Well, the Mayans were wrong and what a better way to celebrate the fact than throwing a hedonistic feast in their honor. I will do this post in a couple of parts – this one with the menu, descriptions and any links to existing recipes that I used to make them (along with any tweaks) and a second set of posts with the remaining recipes (some of these are a pain to write out, so it will take a bit to get them out there). I really wanted to have fun with the meal, so I opted for simple preparations with fun plating and names. So, without further delay, I present to you “Meal of the Apocalypse”!
Cocktail: Heart of Darkness
I am pretty sure that I didn’t make this one up, but I have absolutely no idea where I would have come across it either. It is a champagne based cocktail, which are always delicious and refreshing and this takes about 1 minute to make.
Here is what I wrote about the drink on my menu:
The story Heart of Darkness by Joseph Conrad is the inspiration for one of my favorite movies, Apocalypse Now. It seemed appropriate to make a drink based on that, given the theme of the night.
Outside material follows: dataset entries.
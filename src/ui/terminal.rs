use is_terminal::IsTerminal;

#[derive(Debug, Clone, Copy, PartialEq, Eq)]
pub struct TerminalCapabilities {
    pub supports_color: bool,
    pub supports_unicode: bool,
    pub is_ci: bool,
    pub is_github_actions: bool,
}

pub fn detect_capabilities() -> TerminalCapabilities {
    detect_capabilities_impl(|key| std::env::var(key).ok(), std::io::stderr().is_terminal())
}

fn detect_capabilities_impl(
    get_env: impl Fn(&str) -> Option<String>,
    is_tty: bool,
) -> TerminalCapabilities {
    let term = get_env("TERM").unwrap_or_default();
    let term_is_dumb = term.eq_ignore_ascii_case("dumb");

    let no_color = get_env("NO_COLOR").is_some();
    let is_ci = is_ci_env(&get_env);

    TerminalCapabilities {
        supports_color: is_tty && !term_is_dumb && !no_color,
        supports_unicode: !term_is_dumb && unicode_locale(&get_env),
        is_ci,
        is_github_actions: get_env("GITHUB_ACTIONS").is_some(),
    }
}

fn is_ci_env(get_env: &impl Fn(&str) -> Option<String>) -> bool {
    const KEYS: &[&str] = &[
        "CI",
        "GITHUB_ACTIONS",
        "JENKINS_HOME",
        "BUILDKITE",
        "CIRCLECI",
        "GITLAB_CI",
        "PLATFORMIO_CI",
    ];

    KEYS.iter().any(|k| get_env(k).is_some())
}

fn unicode_locale(get_env: &impl Fn(&str) -> Option<String>) -> bool {
    const KEYS: &[&str] = &["LC_ALL", "LC_CTYPE", "LANG"];
    for k in KEYS {
        if let Some(val) = get_env(k) {
            let v = val.to_lowercase();
            if v == "c" || v == "posix" {
                return false;
            }
            if v.contains("utf-8") || v.contains("utf8") {
                return true;
            }
        }
    }

    true
}
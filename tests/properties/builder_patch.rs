//! Property tests for the LittleFS builder patch.

use proptest::prelude::*;

use fwkit::domain::services::{patch_builder_source, PatchOutcome};

const NEEDLE: &str = r#"p["subtype"] in ("spiffs", "fat", "littlefs")"#;

proptest! {
    #![proptest_config(ProptestConfig {
        cases: 128,
        .. ProptestConfig::default()
    })]

    /// PROPERTY: applying the builder patch to its own output changes nothing.
    #[test]
    fn property_builder_patch_is_idempotent(
        before in "[a-z \n=()]{0,64}",
        after in "[a-z \n=()]{0,64}",
    ) {
        let source = format!("{}{}{}", before, NEEDLE, after);

        let patched = match patch_builder_source(&source) {
            PatchOutcome::Patched(text) => text,
            other => return Err(TestCaseError::fail(format!("expected a patch, got {:?}", other))),
        };
        prop_assert_eq!(patch_builder_source(&patched), PatchOutcome::AlreadyApplied);
        prop_assert!(patched.starts_with(&before));
        prop_assert!(patched.ends_with(&after));
    }
}
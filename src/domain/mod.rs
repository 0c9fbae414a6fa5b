//! Domain Layer
//!
//! Pure build-tool logic: header rendering, WAV parsing, version resolution,
//! builder patching. Nothing here touches the file system or spawns processes.
//!
//! ## Structure
//!
//! - `entities/` - Generated artifacts (EmbeddedAsset, OtaArtifact)
//! - `value_objects/` - Immutable value types (AssetIdentifier, MimeType, FirmwareVersion)
//! - `services/` - Stateless transforms (HeaderRenderer, WavClip, builder patch)
//! - `ports/` - Interfaces for infrastructure (CommandRunner, SourceControl)

pub mod entities;
pub mod ports;
pub mod services;
pub mod value_objects;
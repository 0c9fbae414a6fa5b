//! Build timestamp injected as `FW_BUILD_TIME`.

use std::fmt;

use chrono::{DateTime, TimeZone, Utc};

/// UTC instant a firmware build was stamped
#[derive(Debug, Clone, Copy, PartialEq, Eq)]
pub struct BuildTime(DateTime<Utc>);

impl BuildTime {
    const FORMAT: &'static str = "%Y-%m-%d %H:%M:%S UTC";

    pub fn now() -> Self {
        Self(Utc::now())
    }

    /// Resolve the build time, honouring `SOURCE_DATE_EPOCH` for reproducible builds.
    ///
    /// An unparsable epoch is ignored.
    pub fn from_env_or_now(source_date_epoch: Option<&str>) -> Self {
        source_date_epoch
            .and_then(|raw| raw.trim().parse::<i64>().ok())
            .and_then(Self::from_unix)
            .unwrap_or_else(Self::now)
    }

    pub fn from_unix(secs: i64) -> Option<Self> {
        Utc.timestamp_opt(secs, 0).single().map(Self)
    }
}

impl fmt::Display for BuildTime {
    fn fmt(&self, f: &mut fmt::Formatter<'_>) -> fmt::Result {
        write!(f, "{}", self.0.format(Self::FORMAT))
    }
}
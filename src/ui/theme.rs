use crossterm::style::Color;

/// Design tokens for the fwkit CLI.
///
/// Only the five semantic colors below are used, and every icon comes from
/// this module.
pub mod colors {
    use super::Color;

    /// #22C55E
    pub const SUCCESS: Color = Color::Green;
    /// #EF4444
    pub const ERROR: Color = Color::Red;
    /// #F59E0B
    pub const WARNING: Color = Color::Yellow;
    /// #06B6D4
    pub const INFO: Color = Color::Cyan;
    /// #6B7280
    pub const DIM: Color = Color::DarkGrey;
}

pub mod icons {
    pub const SUCCESS: &str = "✓";
    pub const ERROR: &str = "✗";
    pub const WARNING: &str = "⚠";
    pub const PROGRESS: &str = "●";
    pub const SKIPPED: &str = "○";
    pub const ARROW: &str = "↳";

    // Command identifiers (used in headers).
    pub const EMBED: &str = "⧉";
    pub const BUILD: &str = "⚙";
    pub const DIFF: &str = "Δ";
}

pub mod icons_ascii {
    pub const SUCCESS: &str = "[OK]";
    pub const ERROR: &str = "[FAIL]";
    pub const WARNING: &str = "[WARN]";
    pub const PROGRESS: &str = "[..]";
    pub const SKIPPED: &str = "[SKIP]";
    pub const ARROW: &str = "[>]";

    pub const EMBED: &str = "[EMBED]";
    pub const BUILD: &str = "[BUILD]";
    pub const DIFF: &str = "[DIFF]";
}

/// Human-readable byte count: `512 B`, `14.2 KB`, `1.3 MB`.
pub fn format_bytes(bytes: u64) -> String {
    const KB: f64 = 1024.0;
    const MB: f64 = KB * 1024.0;

    let b = bytes as f64;
    if b >= MB {
        format!("{:.1} MB", b / MB)
    } else if b >= KB {
        format!("{:.1} KB", b / KB)
    } else {
        format!("{} B", bytes)
    }
}

#[cfg(test)]
mod tests {
    use super::*;

    #[test]
    fn format_bytes_picks_unit() {
        assert_eq!(format_bytes(512), "512 B");
        assert_eq!(format_bytes(2048), "2.0 KB");
        assert_eq!(format_bytes(3 * 1024 * 1024 / 2), "1.5 MB");
    }

    #[test]
    fn ascii_icons_are_plain() {
        for icon in [icons_ascii::SUCCESS, icons_ascii::ERROR, icons_ascii::WARNING] {
            assert!(icon.is_ascii());
        }
    }
}
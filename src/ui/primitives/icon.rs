use crossterm::style::Stylize;

use crate::ui::theme;

#[derive(Debug, Clone, Copy, PartialEq, Eq)]
pub enum Icon {
    Success,
    Error,
    Warning,
    Progress,
    Skipped,
    Arrow,
    Embed,
    Build,
    Diff,
}

impl Icon {
    pub fn render(&self, supports_unicode: bool) -> &'static str {
        if supports_unicode {
            match self {
                Icon::Success => theme::icons::SUCCESS,
                Icon::Error => theme::icons::ERROR,
                Icon::Warning => theme::icons::WARNING,
                Icon::Progress => theme::icons::PROGRESS,
                Icon::Skipped => theme::icons::SKIPPED,
                Icon::Arrow => theme::icons::ARROW,
                Icon::Embed => theme::icons::EMBED,
                Icon::Build => theme::icons::BUILD,
                Icon::Diff => theme::icons::DIFF,
            }
        } else {
            match self {
                Icon::Success => theme::icons_ascii::SUCCESS,
                Icon::Error => theme::icons_ascii::ERROR,
                Icon::Warning => theme::icons_ascii::WARNING,
                Icon::Progress => theme::icons_ascii::PROGRESS,
                Icon::Skipped => theme::icons_ascii::SKIPPED,
                Icon::Arrow => theme::icons_ascii::ARROW,
                Icon::Embed => theme::icons_ascii::EMBED,
                Icon::Build => theme::icons_ascii::BUILD,
                Icon::Diff => theme::icons_ascii::DIFF,
            }
        }
    }

    pub fn colored(&self, supports_color: bool, supports_unicode: bool) -> String {
        let s = self.render(supports_unicode);
        if !supports_color {
            return s.to_string();
        }
        let color = match self {
            Icon::Success => theme::colors::SUCCESS,
            Icon::Error => theme::colors::ERROR,
            Icon::Warning | Icon::Progress => theme::colors::WARNING,
            Icon::Skipped | Icon::Arrow => theme::colors::DIM,
            Icon::Embed | Icon::Build | Icon::Diff => theme::colors::INFO,
        };
        format!("{}", s.with(color))
    }
}

#[cfg(test)]
mod tests {
    use super::*;

    #[test]
    fn icon_renders_ascii_when_unicode_unsupported() {
        assert_eq!(Icon::Success.render(false), "[OK]");
        assert_eq!(Icon::Skipped.render(false), "[SKIP]");
    }

    #[test]
    fn icon_renders_unicode_when_supported() {
        assert_eq!(Icon::Warning.render(true), theme::icons::WARNING);
    }

    #[test]
    fn colored_without_color_is_plain() {
        assert_eq!(Icon::Build.colored(false, true), theme::icons::BUILD);
        assert!(Icon::Error.colored(true, true).contains("\u{1b}["));
    }
}
use crate::ui::primitives::icon::Icon;
use crate::ui::primitives::text::ColoredText;

#[derive(Debug, Clone)]
pub struct ResultSummary {
    title: String,
    success: bool,
    stats: Vec<(String, String)>,
    warnings: Vec<String>,
    next_step: Option<String>,
}

impl ResultSummary {
    pub fn success(title: impl Into<String>) -> Self {
        Self::with_outcome(title, true)
    }

    pub fn partial(title: impl Into<String>) -> Self {
        Self::with_outcome(title, false)
    }

    fn with_outcome(title: impl Into<String>, success: bool) -> Self {
        Self {
            title: title.into(),
            success,
            stats: Vec::new(),
            warnings: Vec::new(),
            next_step: None,
        }
    }

    pub fn add_stat(&mut self, label: impl Into<String>, value: impl ToString) {
        self.stats.push((label.into(), value.to_string()));
    }

    pub fn add_warning(&mut self, message: impl Into<String>) {
        self.warnings.push(message.into());
    }

    pub fn with_next_step(&mut self, hint: impl Into<String>) {
        self.next_step = Some(hint.into());
    }

    pub fn render(&self, supports_color: bool, supports_unicode: bool) -> String {
        let (icon, title) = if self.success {
            (Icon::Success, ColoredText::success(self.title.as_str()))
        } else {
            (Icon::Warning, ColoredText::warning(self.title.as_str()))
        };

        let mut out = format!(
            "\n{} {}\n",
            icon.colored(supports_color, supports_unicode),
            title.bold().render(supports_color)
        );

        for (label, value) in &self.stats {
            out.push_str(&format!("  {} {}\n", value, label));
        }

        for warning in &self.warnings {
            out.push_str(&format!(
                "  {} {}\n",
                Icon::Warning.colored(supports_color, supports_unicode),
                warning
            ));
        }

        if let Some(next_step) = &self.next_step {
            out.push_str(&format!(
                "  {} {} {}\n",
                Icon::Arrow.colored(supports_color, supports_unicode),
                ColoredText::dim("Next:").render(supports_color),
                next_step
            ));
        }

        out
    }
}

#[cfg(test)]
mod tests {
    use super::*;

    #[test]
    fn renders_success_icon_in_title() {
        let mut summary = ResultSummary::success("Embed complete");
        summary.add_stat("headers written", 2);

        let rendered = summary.render(false, false);
        assert!(rendered.contains("[OK] Embed complete"));
        assert!(rendered.contains("  2 headers written\n"));
    }

    #[test]
    fn partial_summary_shows_warnings_and_next_step() {
        let mut summary = ResultSummary::partial("Headers out of date");
        summary.add_warning("include/app_js.h");
        summary.with_next_step("run `fwkit embed`");

        let rendered = summary.render(false, false);
        assert!(rendered.contains("[WARN] Headers out of date"));
        assert!(rendered.contains("[WARN] include/app_js.h"));
        assert!(rendered.contains("[>] Next: run `fwkit embed`"));
    }
}
//! std::process implementation of the CommandRunner port

use std::io::Read;
use std::process::{Child, Command, Stdio};
use std::thread;
use std::time::{Duration, Instant};

use crate::domain::ports::{CapturedOutput, CommandRunner, CommandSpec};
use crate::error::{FwkitError, FwkitResult};

const POLL_INTERVAL: Duration = Duration::from_millis(50);

/// Runs commands on the host
#[derive(Debug, Clone, Copy, Default)]
pub struct SystemRunner;

impl SystemRunner {
    pub fn new() -> Self {
        Self
    }

    fn command(spec: &CommandSpec) -> Command {
        let mut cmd = Command::new(&spec.program);
        cmd.args(&spec.args);
        if let Some(cwd) = &spec.cwd {
            cmd.current_dir(cwd);
        }
        cmd
    }

    fn spawn_error(spec: &CommandSpec, source: std::io::Error) -> FwkitError {
        FwkitError::CommandSpawn {
            program: spec.program.clone(),
            source,
        }
    }
}

impl CommandRunner for SystemRunner {
    fn run(&self, spec: &CommandSpec) -> FwkitResult<()> {
        log::info!("running: {}", spec);

        // Tool output goes to stderr; stdout carries fwkit's own results.
        let status = Self::command(spec)
            .stdin(Stdio::inherit())
            .stdout(Stdio::from(std::io::stderr()))
            .stderr(Stdio::inherit())
            .status()
            .map_err(|e| Self::spawn_error(spec, e))?;

        if !status.success() {
            return Err(FwkitError::CommandFailed {
                program: spec.program.clone(),
                code: status.code(),
            });
        }
        Ok(())
    }

    fn run_captured(&self, spec: &CommandSpec, timeout: Duration) -> FwkitResult<CapturedOutput> {
        log::info!("running (timeout {}s): {}", timeout.as_secs(), spec);

        let mut child = Self::command(spec)
            .stdin(Stdio::null())
            .stdout(Stdio::piped())
            .stderr(Stdio::piped())
            .spawn()
            .map_err(|e| Self::spawn_error(spec, e))?;

        // Drain both pipes on their own threads so a chatty child cannot
        // block on a full pipe while we wait for it.
        let stdout = drain(child.stdout.take());
        let stderr = drain(child.stderr.take());

        let code = match wait_with_deadline(&mut child, timeout)? {
            Some(code) => code,
            None => {
                let _ = child.kill();
                let _ = child.wait();
                return Err(FwkitError::CommandTimeout {
                    program: spec.program.clone(),
                    secs: timeout.as_secs(),
                });
            }
        };

        Ok(CapturedOutput {
            code,
            stdout: stdout.join().unwrap_or_default(),
            stderr: stderr.join().unwrap_or_default(),
        })
    }
}

/// `Ok(Some(code))` when the child exits in time, `Ok(None)` on timeout.
fn wait_with_deadline(child: &mut Child, timeout: Duration) -> FwkitResult<Option<Option<i32>>> {
    let deadline = Instant::now() + timeout;
    loop {
        if let Some(status) = child.try_wait()? {
            return Ok(Some(status.code()));
        }
        if Instant::now() >= deadline {
            return Ok(None);
        }
        thread::sleep(POLL_INTERVAL);
    }
}

fn drain<R: Read + Send + 'static>(pipe: Option<R>) -> thread::JoinHandle<String> {
    thread::spawn(move || {
        let mut buf = Vec::new();
        if let Some(mut pipe) = pipe {
            let _ = pipe.read_to_end(&mut buf);
        }
        String::from_utf8_lossy(&buf).into_owned()
    })
}

#[cfg(test)]
mod tests {
    use super::*;

    #[test]
    fn missing_program_is_spawn_error() {
        let spec = CommandSpec::new("fwkit-definitely-missing-tool");
        let err = SystemRunner::new().run(&spec).unwrap_err();
        assert!(matches!(err, FwkitError::CommandSpawn { .. }));
    }

    #[cfg(unix)]
    #[test]
    fn non_zero_exit_is_command_failed() {
        let spec = CommandSpec::new("sh").args(["-c", "exit 4"]);
        let err = SystemRunner::new().run(&spec).unwrap_err();
        assert!(matches!(err, FwkitError::CommandFailed { code: Some(4), .. }));
    }

    #[cfg(unix)]
    #[test]
    fn captured_output_collects_streams() {
        let spec = CommandSpec::new("sh").args(["-c", "echo out; echo err >&2; exit 2"]);
        let out = SystemRunner::new()
            .run_captured(&spec, Duration::from_secs(10))
            .unwrap();
        assert_eq!(out.code, Some(2));
        assert_eq!(out.stdout.trim(), "out");
        assert_eq!(out.stderr.trim(), "err");
    }

    #[cfg(unix)]
    #[test]
    fn captured_run_times_out() {
        let spec = CommandSpec::new("sleep").args(["5"]);
        let err = SystemRunner::new()
            .run_captured(&spec, Duration::from_millis(200))
            .unwrap_err();
        assert!(matches!(err, FwkitError::CommandTimeout { .. }));
    }
}
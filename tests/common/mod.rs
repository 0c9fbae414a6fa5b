//! Common test utilities for fwkit CLI tests.
//!
//! `TestEnv` owns an isolated project directory and runs the fwkit binary
//! inside it with a scrubbed environment.

#![allow(dead_code)]

use std::path::{Path, PathBuf};
use std::process::{Command, Output};

use tempfile::TempDir;

/// Result of running a fwkit CLI command
#[derive(Debug)]
pub struct TestResult {
    pub success: bool,
    pub exit_code: i32,
    pub stdout: String,
    pub stderr: String,
}

impl TestResult {
    /// Combine stdout and stderr
    pub fn combined_output(&self) -> String {
        format!("{}\n{}", self.stdout, self.stderr)
    }

    /// Parse stdout as NDJSON events
    pub fn events(&self) -> Vec<serde_json::Value> {
        self.stdout
            .lines()
            .filter(|l| !l.trim().is_empty())
            .map(|l| {
                serde_json::from_str(l)
                    .unwrap_or_else(|e| panic!("stdout line is not JSON ({}): {}", e, l))
            })
            .collect()
    }
}

/// Isolated project directory plus the fwkit binary.
pub struct TestEnv {
    pub project_root: TempDir,
    fwkit_bin: PathBuf,
}

impl TestEnv {
    pub fn new() -> Self {
        Self {
            project_root: tempfile::tempdir().expect("Failed to create temp dir"),
            fwkit_bin: PathBuf::from(env!("CARGO_BIN_EXE_fwkit")),
        }
    }

    /// Get path relative to project root
    pub fn project_path(&self, relative: &str) -> PathBuf {
        self.project_root.path().join(relative)
    }

    /// Run fwkit in the project root
    pub fn run(&self, args: &[&str]) -> TestResult {
        self.run_with_env(args, &[])
    }

    /// Run fwkit in the project root with extra env vars.
    pub fn run_with_env(&self, args: &[&str], env_vars: &[(&str, &str)]) -> TestResult {
        let mut cmd = Command::new(&self.fwkit_bin);
        cmd.current_dir(self.project_root.path())
            .args(args)
            .env("NO_COLOR", "1")
            .env_remove("RUST_LOG")
            .env_remove("PIOENV")
            .env_remove("SOURCE_DATE_EPOCH")
            .env_remove("GITHUB_ACTIONS");
        for key in ["FWKIT_ENV", "FWKIT_PREFIX", "FWKIT_BUILD_TOOL", "FWKIT_OTA_DIR"] {
            cmd.env_remove(key);
        }
        // Keep git from discovering a repository above the temp dir.
        if let Some(parent) = self.project_root.path().parent() {
            cmd.env("GIT_CEILING_DIRECTORIES", parent);
        }

        for (key, value) in env_vars {
            cmd.env(key, value);
        }

        let output = cmd.output().expect("Failed to execute fwkit");
        to_result(output)
    }

    /// Write a file to the project directory
    pub fn write_project_file(&self, relative_path: &str, content: impl AsRef<[u8]>) {
        let full_path = self.project_path(relative_path);
        if let Some(parent) = full_path.parent() {
            std::fs::create_dir_all(parent).expect("Failed to create directories");
        }
        std::fs::write(&full_path, content).expect("Failed to write file");
    }

    pub fn read_project_file(&self, relative_path: &str) -> String {
        std::fs::read_to_string(self.project_path(relative_path))
            .unwrap_or_else(|e| panic!("Failed to read {}: {}", relative_path, e))
    }

    pub fn exists(&self, relative_path: &str) -> bool {
        self.project_path(relative_path).exists()
    }
}

fn to_result(output: Output) -> TestResult {
    TestResult {
        success: output.status.success(),
        exit_code: output.status.code().unwrap_or(-1),
        stdout: String::from_utf8_lossy(&output.stdout).to_string(),
        stderr: String::from_utf8_lossy(&output.stderr).to_string(),
    }
}

/// List all files under `dir`, for failure messages.
pub fn list_all_files(dir: &Path) -> Vec<String> {
    let mut files = Vec::new();
    if let Ok(entries) = std::fs::read_dir(dir) {
        for entry in entries.flatten() {
            let path = entry.path();
            if path.is_dir() {
                files.extend(list_all_files(&path));
            } else {
                files.push(path.display().to_string());
            }
        }
    }
    files
}

/// Assert that a file exists relative to the project root.
#[macro_export]
macro_rules! assert_generated {
    ($env:expr, $path:expr) => {
        assert!(
            $env.exists($path),
            "Expected file at '{}', but it doesn't exist.\nFiles found:\n  {}",
            $path,
            $crate::common::list_all_files($env.project_root.path()).join("\n  ")
        );
    };
}

/// Canonical 44-byte-header PCM WAV
pub fn pcm_wav(channels: u16, sample_rate: u32, bits_per_sample: u16, frames: &[u8]) -> Vec<u8> {
    fwkit::domain::services::wav::encode_pcm_wav(channels, sample_rate, bits_per_sample, frames)
}
use fwkit::application::{OtaPlan, OtaResult};
use fwkit::domain::entities::OtaArtifact;

use crate::ui::blocks::header::CommandHeader;
use crate::ui::blocks::item::StatusLine;
use crate::ui::blocks::summary::ResultSummary;
use crate::ui::primitives::icon::Icon;
use crate::ui::theme::format_bytes;

pub fn render_ota_header(plan: &OtaPlan, supports_color: bool, supports_unicode: bool) -> String {
    let mut header = CommandHeader::new(Icon::Build, "OTA build");
    header.add("Env", plan.env.as_str());
    header.add("Version", plan.version.as_str());
    header.add("Prefix", plan.prefix.as_str());
    header.render(supports_color, supports_unicode)
}

/// What `--dry-run` would do, one step per image.
pub fn render_ota_plan(plan: &OtaPlan, supports_color: bool, supports_unicode: bool) -> String {
    let mut out = String::new();
    if plan.steps.is_empty() {
        out.push_str(
            &StatusLine::new(Icon::Skipped, "nothing to build")
                .detail("both images skipped")
                .render(supports_color, supports_unicode),
        );
        return out;
    }

    for step in &plan.steps {
        out.push_str(
            &StatusLine::new(Icon::Progress, step.kind.to_string())
                .detail(step.command.to_string())
                .note(format!(
                    "{} -> {}",
                    step.source.display(),
                    step.destination.display()
                ))
                .render(supports_color, supports_unicode),
        );
    }
    out.push_str(
        &StatusLine::new(Icon::Progress, "manifest")
            .detail(plan.manifest.display().to_string())
            .render(supports_color, supports_unicode),
    );
    out
}

pub fn render_step_started(kind: &str, command: &str, supports_color: bool, supports_unicode: bool) -> String {
    StatusLine::new(Icon::Progress, format!("building {}", kind))
        .detail(command)
        .render(supports_color, supports_unicode)
}

pub fn render_exported(artifact: &OtaArtifact, supports_color: bool, supports_unicode: bool) -> String {
    StatusLine::new(Icon::Success, artifact.exported.display().to_string())
        .detail(format_bytes(artifact.size))
        .note(artifact.sha256.as_str())
        .render(supports_color, supports_unicode)
}

pub fn render_ota_summary(result: &OtaResult, supports_color: bool, supports_unicode: bool) -> String {
    let mut summary = ResultSummary::success("OTA artifacts ready");
    summary.add_stat("images exported", result.artifacts.len());
    match &result.manifest {
        Some(path) => summary.with_next_step(format!("upload the images listed in {}", path.display())),
        None => summary.add_warning("no images exported, manifest not written"),
    }
    summary.render(supports_color, supports_unicode)
}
Since I like you, I will give you the recipe here.
The drink is 1.5 oz. blood orange juice or soda, 4 oz. sparkling wine, 3 drops Scrappy’s Chocolate Bitters and a frozen strawberry, served in a wine glass.
I would recommend using a drier sparkling wine for this so that you don’t get overloaded with sweetness. I personally used Washington produced Treveri Pinot Gris sparkling wine in this version.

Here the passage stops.